The answer must consist of every line in the data below that holds the word "const".
*** Begin section ***
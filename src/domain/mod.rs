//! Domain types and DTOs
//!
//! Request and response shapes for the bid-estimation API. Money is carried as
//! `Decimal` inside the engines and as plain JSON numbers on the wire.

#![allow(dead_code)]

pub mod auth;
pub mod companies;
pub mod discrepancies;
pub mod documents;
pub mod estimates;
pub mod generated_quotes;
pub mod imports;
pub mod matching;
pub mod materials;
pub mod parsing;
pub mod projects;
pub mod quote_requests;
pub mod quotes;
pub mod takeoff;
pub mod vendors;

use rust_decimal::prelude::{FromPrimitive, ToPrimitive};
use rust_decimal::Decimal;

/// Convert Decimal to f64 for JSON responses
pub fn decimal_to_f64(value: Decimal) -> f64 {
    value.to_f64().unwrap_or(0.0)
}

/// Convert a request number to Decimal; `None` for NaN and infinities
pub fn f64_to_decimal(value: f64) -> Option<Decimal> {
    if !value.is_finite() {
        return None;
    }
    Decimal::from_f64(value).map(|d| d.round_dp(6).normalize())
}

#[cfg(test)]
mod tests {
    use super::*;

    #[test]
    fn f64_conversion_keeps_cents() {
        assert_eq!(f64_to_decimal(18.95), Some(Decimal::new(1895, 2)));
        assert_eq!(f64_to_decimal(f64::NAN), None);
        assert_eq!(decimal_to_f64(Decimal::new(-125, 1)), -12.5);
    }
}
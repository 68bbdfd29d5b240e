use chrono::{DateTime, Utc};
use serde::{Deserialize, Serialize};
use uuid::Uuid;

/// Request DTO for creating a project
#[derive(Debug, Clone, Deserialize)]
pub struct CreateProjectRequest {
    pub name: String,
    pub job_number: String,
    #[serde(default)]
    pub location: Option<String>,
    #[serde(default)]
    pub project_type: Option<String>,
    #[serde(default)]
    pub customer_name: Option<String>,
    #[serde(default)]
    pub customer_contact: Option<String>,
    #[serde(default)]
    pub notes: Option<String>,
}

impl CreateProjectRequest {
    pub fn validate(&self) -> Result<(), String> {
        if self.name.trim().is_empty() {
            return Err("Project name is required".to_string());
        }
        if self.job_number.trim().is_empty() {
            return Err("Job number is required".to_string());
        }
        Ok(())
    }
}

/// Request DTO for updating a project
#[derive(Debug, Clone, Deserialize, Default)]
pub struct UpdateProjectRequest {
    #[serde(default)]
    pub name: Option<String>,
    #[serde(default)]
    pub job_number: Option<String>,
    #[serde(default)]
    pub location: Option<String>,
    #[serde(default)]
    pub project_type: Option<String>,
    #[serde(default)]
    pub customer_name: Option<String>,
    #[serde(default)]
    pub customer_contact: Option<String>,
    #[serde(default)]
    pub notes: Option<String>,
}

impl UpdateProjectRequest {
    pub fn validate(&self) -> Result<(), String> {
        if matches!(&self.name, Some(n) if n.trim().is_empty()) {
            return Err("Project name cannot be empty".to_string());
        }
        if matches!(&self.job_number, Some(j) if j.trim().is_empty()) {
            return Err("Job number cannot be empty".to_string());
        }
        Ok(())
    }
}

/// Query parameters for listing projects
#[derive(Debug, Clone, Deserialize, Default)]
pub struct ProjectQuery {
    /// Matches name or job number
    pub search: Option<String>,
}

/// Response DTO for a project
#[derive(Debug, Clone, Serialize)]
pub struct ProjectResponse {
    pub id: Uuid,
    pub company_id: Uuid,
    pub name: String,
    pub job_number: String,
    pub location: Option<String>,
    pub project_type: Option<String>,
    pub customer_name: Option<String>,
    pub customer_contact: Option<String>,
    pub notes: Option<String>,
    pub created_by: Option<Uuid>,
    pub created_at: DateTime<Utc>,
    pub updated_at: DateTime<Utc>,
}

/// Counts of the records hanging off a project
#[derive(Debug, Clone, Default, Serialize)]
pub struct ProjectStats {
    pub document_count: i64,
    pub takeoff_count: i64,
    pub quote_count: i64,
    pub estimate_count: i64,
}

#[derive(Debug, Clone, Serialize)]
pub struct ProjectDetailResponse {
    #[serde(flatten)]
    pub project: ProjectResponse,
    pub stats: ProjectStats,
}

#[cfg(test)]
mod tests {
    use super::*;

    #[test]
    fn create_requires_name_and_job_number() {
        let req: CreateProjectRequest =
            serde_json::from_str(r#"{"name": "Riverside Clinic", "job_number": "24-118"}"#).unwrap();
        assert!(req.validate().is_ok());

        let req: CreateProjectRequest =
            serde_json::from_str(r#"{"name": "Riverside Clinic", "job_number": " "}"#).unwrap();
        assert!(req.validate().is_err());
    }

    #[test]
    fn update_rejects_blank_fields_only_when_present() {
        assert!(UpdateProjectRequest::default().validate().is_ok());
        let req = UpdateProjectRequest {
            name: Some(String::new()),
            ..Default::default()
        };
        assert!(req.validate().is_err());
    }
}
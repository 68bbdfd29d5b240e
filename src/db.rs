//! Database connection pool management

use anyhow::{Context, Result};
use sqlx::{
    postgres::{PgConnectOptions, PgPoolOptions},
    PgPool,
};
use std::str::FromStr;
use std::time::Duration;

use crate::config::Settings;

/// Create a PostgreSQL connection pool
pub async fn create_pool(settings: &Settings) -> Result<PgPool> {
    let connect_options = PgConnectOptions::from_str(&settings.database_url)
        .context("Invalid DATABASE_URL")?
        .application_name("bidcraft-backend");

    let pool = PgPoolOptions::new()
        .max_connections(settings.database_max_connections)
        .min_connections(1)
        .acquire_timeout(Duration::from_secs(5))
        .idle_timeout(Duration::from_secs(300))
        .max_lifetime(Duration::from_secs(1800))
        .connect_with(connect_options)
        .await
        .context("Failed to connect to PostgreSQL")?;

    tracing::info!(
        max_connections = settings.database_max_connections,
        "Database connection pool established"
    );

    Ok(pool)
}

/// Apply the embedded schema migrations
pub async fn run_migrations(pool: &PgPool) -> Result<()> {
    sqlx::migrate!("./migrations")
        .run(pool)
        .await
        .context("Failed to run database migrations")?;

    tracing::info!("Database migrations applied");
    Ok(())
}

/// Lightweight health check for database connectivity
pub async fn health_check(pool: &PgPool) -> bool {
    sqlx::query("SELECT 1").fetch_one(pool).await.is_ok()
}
*** End section ***
*** Begin section ***
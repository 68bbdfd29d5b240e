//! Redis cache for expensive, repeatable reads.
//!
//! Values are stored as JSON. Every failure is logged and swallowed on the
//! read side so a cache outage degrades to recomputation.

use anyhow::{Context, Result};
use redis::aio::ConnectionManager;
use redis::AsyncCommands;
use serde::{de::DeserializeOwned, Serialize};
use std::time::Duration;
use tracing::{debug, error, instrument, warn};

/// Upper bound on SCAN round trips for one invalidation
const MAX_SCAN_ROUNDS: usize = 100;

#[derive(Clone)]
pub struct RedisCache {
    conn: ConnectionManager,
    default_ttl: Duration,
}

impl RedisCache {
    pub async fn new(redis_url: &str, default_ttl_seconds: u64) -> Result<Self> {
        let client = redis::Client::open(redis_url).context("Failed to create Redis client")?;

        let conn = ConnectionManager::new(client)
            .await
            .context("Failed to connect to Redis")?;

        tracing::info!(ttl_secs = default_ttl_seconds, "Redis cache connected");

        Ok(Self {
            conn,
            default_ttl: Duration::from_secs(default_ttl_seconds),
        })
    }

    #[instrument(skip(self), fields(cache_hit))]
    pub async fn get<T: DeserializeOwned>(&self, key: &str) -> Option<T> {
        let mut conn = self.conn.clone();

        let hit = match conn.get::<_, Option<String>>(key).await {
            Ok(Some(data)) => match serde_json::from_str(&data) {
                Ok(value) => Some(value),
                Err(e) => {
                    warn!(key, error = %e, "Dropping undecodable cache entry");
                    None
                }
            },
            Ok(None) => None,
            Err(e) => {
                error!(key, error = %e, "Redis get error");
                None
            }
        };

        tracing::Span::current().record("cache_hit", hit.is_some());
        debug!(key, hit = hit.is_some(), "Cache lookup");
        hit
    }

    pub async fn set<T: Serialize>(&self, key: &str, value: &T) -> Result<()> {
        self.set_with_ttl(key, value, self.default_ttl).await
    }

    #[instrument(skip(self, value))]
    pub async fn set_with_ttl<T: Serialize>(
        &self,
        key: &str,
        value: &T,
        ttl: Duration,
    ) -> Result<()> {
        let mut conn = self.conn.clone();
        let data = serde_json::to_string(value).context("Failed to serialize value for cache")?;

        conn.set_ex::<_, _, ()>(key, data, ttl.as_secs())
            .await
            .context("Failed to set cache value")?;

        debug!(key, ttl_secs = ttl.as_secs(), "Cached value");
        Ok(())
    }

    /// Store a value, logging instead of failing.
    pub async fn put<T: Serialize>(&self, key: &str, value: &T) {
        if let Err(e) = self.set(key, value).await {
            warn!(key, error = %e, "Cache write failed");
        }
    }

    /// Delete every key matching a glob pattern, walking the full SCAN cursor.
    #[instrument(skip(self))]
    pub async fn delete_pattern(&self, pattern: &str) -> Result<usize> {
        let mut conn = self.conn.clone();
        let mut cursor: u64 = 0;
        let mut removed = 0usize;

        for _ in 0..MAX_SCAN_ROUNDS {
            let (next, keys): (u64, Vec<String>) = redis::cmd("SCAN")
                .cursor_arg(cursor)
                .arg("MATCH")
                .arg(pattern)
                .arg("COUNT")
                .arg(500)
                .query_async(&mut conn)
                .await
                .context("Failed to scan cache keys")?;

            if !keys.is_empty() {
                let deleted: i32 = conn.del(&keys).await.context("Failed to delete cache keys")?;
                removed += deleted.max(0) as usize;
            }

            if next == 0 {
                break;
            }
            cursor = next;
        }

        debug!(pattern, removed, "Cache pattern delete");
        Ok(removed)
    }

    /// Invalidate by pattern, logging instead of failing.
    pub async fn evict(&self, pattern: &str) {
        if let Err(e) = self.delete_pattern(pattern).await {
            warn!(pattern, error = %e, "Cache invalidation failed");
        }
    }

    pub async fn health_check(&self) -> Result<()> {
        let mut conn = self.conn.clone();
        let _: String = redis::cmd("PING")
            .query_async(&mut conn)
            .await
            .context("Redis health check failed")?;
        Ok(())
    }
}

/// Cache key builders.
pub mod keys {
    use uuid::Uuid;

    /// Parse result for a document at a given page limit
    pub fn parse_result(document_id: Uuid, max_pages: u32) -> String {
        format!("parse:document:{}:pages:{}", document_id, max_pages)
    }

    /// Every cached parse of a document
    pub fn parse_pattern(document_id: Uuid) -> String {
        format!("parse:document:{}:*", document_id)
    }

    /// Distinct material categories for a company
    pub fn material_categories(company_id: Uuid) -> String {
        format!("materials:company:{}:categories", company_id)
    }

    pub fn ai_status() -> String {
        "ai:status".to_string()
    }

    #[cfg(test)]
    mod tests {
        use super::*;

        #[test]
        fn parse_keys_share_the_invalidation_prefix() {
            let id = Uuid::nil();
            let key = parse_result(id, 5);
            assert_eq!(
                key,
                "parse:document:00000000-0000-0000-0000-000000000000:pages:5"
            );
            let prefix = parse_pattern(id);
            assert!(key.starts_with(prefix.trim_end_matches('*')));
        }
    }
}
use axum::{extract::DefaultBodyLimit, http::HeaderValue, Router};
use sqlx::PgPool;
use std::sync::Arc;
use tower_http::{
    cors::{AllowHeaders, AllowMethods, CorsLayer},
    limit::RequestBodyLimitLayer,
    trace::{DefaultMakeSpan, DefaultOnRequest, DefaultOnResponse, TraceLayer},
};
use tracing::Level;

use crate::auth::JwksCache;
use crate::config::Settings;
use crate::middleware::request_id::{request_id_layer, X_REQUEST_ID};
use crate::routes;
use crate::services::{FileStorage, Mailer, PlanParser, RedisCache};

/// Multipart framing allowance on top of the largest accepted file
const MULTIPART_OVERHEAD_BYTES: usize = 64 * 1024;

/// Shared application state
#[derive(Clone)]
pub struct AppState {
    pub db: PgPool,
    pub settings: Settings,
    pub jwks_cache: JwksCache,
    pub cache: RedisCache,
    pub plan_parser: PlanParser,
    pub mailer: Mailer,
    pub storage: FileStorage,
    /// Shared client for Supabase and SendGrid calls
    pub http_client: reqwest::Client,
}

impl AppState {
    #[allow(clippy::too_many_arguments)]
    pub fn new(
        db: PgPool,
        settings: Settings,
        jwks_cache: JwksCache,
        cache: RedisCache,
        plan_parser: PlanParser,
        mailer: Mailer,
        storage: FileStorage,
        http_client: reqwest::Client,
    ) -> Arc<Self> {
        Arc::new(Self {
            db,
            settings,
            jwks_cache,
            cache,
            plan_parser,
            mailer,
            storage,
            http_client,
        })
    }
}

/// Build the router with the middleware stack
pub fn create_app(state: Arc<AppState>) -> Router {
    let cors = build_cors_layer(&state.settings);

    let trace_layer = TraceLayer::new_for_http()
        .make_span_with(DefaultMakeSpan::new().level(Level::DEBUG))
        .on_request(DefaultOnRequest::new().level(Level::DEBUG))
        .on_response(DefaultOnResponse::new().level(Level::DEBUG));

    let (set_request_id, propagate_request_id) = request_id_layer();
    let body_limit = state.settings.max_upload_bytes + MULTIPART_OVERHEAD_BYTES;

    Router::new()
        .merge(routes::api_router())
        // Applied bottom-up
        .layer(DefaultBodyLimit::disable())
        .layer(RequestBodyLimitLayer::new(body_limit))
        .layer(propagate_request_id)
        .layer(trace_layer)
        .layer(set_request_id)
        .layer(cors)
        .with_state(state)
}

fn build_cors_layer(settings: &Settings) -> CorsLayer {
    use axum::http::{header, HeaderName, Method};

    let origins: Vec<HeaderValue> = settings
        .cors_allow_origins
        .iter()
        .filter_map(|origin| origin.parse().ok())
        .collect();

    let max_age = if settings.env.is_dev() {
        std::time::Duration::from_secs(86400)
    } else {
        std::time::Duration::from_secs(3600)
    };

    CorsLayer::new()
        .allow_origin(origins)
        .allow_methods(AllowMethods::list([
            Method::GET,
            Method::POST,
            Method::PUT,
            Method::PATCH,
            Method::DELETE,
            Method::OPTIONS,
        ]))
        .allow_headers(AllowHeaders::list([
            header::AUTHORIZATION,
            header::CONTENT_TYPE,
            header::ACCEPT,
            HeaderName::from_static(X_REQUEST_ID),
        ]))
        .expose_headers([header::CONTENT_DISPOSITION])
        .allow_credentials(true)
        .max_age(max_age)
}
*** End section ***
-- Solution to the exercise --
const MAX_SCAN_ROUNDS: usize = 100;
const MULTIPART_OVERHEAD_BYTES: usize = 64 * 1024;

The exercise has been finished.